» **Task to complete**: Please copy out the lines in the entries that contain "roundValues".

(Stored data entries)

=== Begin Enclosure ===

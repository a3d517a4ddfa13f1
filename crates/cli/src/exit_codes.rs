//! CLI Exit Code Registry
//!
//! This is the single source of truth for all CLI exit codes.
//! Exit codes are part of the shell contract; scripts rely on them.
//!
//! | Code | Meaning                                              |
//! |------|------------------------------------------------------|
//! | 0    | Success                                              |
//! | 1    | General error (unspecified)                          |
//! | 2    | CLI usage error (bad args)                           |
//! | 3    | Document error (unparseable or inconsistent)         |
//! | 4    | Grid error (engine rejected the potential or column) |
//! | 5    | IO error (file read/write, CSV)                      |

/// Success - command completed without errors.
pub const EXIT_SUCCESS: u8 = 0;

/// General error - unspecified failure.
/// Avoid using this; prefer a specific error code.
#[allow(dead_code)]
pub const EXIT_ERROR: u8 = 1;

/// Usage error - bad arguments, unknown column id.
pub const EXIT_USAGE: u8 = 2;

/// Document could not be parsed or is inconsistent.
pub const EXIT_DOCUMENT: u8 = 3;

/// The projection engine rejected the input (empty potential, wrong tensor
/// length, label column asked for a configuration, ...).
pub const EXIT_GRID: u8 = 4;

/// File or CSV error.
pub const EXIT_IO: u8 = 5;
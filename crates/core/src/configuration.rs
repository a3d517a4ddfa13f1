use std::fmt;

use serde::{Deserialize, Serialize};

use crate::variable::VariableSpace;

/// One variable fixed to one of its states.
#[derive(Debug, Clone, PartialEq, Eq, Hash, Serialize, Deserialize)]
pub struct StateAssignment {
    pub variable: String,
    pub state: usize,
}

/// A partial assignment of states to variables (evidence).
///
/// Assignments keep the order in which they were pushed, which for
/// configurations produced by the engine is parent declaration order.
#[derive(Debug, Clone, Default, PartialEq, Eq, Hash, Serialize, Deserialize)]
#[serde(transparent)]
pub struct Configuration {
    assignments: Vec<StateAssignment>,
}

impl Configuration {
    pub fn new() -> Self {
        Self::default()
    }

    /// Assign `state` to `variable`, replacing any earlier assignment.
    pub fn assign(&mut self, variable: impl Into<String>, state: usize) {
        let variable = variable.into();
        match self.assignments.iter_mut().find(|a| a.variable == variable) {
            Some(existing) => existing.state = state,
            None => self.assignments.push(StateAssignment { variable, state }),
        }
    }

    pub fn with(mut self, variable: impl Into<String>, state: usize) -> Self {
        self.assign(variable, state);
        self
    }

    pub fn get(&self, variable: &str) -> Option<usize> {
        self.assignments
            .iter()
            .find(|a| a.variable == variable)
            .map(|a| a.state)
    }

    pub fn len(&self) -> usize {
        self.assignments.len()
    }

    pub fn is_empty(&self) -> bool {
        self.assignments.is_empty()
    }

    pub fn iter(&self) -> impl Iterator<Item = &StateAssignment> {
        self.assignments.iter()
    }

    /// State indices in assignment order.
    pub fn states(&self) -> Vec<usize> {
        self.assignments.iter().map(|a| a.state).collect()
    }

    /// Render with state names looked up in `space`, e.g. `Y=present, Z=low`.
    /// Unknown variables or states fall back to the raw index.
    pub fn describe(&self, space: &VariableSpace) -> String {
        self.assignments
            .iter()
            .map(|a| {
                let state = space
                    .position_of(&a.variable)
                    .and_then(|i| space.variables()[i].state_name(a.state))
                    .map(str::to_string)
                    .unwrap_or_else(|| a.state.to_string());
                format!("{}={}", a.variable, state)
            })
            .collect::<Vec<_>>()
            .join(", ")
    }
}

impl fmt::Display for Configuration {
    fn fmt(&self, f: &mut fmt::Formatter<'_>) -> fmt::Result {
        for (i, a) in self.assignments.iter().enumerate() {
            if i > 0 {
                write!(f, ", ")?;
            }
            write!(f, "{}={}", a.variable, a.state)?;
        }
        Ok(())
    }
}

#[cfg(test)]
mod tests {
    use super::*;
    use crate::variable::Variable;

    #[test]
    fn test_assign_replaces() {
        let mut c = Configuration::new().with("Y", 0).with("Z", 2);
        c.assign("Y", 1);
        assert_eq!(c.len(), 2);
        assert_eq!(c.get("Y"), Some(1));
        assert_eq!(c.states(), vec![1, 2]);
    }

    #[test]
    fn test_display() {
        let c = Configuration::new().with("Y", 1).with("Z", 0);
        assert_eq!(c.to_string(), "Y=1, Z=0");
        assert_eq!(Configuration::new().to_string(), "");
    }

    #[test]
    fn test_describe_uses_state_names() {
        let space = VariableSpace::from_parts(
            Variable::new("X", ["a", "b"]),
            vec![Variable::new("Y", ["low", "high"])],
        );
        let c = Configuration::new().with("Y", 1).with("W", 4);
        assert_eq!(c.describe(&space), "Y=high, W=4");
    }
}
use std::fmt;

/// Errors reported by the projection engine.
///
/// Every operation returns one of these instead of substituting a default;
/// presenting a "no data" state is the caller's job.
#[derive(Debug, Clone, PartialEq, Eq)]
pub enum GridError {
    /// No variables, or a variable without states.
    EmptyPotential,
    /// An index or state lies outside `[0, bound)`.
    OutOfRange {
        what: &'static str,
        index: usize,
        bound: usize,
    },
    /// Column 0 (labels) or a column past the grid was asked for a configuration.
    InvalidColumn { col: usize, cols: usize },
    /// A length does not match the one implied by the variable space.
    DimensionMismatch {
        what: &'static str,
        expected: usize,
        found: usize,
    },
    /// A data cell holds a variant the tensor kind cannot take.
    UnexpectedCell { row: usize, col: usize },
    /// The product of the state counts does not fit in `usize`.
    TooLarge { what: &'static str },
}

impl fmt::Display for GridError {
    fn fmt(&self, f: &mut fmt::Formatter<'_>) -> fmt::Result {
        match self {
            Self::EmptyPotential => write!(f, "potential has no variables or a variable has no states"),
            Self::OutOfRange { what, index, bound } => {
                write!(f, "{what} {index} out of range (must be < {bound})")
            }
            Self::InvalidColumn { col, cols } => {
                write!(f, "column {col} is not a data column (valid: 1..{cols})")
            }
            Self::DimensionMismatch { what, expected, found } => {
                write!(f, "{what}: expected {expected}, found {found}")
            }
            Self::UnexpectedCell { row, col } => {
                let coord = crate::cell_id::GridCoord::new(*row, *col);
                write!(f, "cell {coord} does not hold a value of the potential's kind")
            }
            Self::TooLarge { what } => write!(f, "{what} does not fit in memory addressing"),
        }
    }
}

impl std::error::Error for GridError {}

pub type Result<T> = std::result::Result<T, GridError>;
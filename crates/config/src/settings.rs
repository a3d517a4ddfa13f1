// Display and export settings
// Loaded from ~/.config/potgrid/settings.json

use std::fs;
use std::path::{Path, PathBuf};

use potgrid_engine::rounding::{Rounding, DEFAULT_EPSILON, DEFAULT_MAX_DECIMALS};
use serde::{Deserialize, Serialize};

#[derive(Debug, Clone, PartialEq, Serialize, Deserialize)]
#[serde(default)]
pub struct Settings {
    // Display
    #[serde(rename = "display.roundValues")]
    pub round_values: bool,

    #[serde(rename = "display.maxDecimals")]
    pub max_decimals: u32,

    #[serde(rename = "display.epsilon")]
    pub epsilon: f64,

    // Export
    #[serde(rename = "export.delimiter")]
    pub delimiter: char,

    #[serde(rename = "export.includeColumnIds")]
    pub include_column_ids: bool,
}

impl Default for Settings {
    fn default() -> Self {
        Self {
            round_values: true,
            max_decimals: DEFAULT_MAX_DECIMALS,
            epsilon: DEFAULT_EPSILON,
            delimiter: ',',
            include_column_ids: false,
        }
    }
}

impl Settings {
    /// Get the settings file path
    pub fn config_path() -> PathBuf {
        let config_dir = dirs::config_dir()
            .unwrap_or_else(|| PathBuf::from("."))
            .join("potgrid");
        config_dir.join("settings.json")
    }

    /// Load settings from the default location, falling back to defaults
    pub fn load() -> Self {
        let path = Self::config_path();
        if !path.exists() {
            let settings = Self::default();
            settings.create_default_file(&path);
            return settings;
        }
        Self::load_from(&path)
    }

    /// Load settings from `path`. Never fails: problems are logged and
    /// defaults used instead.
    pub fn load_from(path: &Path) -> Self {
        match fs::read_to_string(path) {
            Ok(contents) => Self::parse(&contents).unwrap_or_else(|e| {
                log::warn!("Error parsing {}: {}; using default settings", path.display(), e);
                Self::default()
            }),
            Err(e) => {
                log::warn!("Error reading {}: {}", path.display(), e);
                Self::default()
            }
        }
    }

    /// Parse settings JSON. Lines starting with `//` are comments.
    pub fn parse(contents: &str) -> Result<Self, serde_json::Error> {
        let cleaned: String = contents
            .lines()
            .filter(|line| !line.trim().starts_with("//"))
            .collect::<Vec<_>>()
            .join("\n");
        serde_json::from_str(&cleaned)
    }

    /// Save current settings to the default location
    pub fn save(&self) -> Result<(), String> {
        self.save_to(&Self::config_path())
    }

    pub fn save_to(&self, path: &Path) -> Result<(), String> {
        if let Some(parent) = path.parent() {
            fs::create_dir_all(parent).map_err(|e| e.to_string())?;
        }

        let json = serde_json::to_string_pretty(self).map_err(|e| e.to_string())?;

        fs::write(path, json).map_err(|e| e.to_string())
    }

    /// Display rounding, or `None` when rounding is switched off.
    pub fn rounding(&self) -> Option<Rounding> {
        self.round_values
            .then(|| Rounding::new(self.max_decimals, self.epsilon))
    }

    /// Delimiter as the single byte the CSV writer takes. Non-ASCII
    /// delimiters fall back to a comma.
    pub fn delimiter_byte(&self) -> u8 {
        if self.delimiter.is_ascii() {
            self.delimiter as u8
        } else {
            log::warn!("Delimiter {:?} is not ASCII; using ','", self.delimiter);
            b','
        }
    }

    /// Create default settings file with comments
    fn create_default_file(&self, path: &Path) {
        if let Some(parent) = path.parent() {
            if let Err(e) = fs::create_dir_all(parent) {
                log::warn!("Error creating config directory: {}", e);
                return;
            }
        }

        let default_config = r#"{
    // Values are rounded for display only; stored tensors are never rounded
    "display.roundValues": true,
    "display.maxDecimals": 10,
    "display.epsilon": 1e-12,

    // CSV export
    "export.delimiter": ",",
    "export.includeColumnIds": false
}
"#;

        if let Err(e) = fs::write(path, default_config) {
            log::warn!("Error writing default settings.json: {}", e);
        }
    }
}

=== End Enclosure ===

» **Response to this task**:
    #[serde(rename = "display.roundValues")]
    "display.roundValues": true,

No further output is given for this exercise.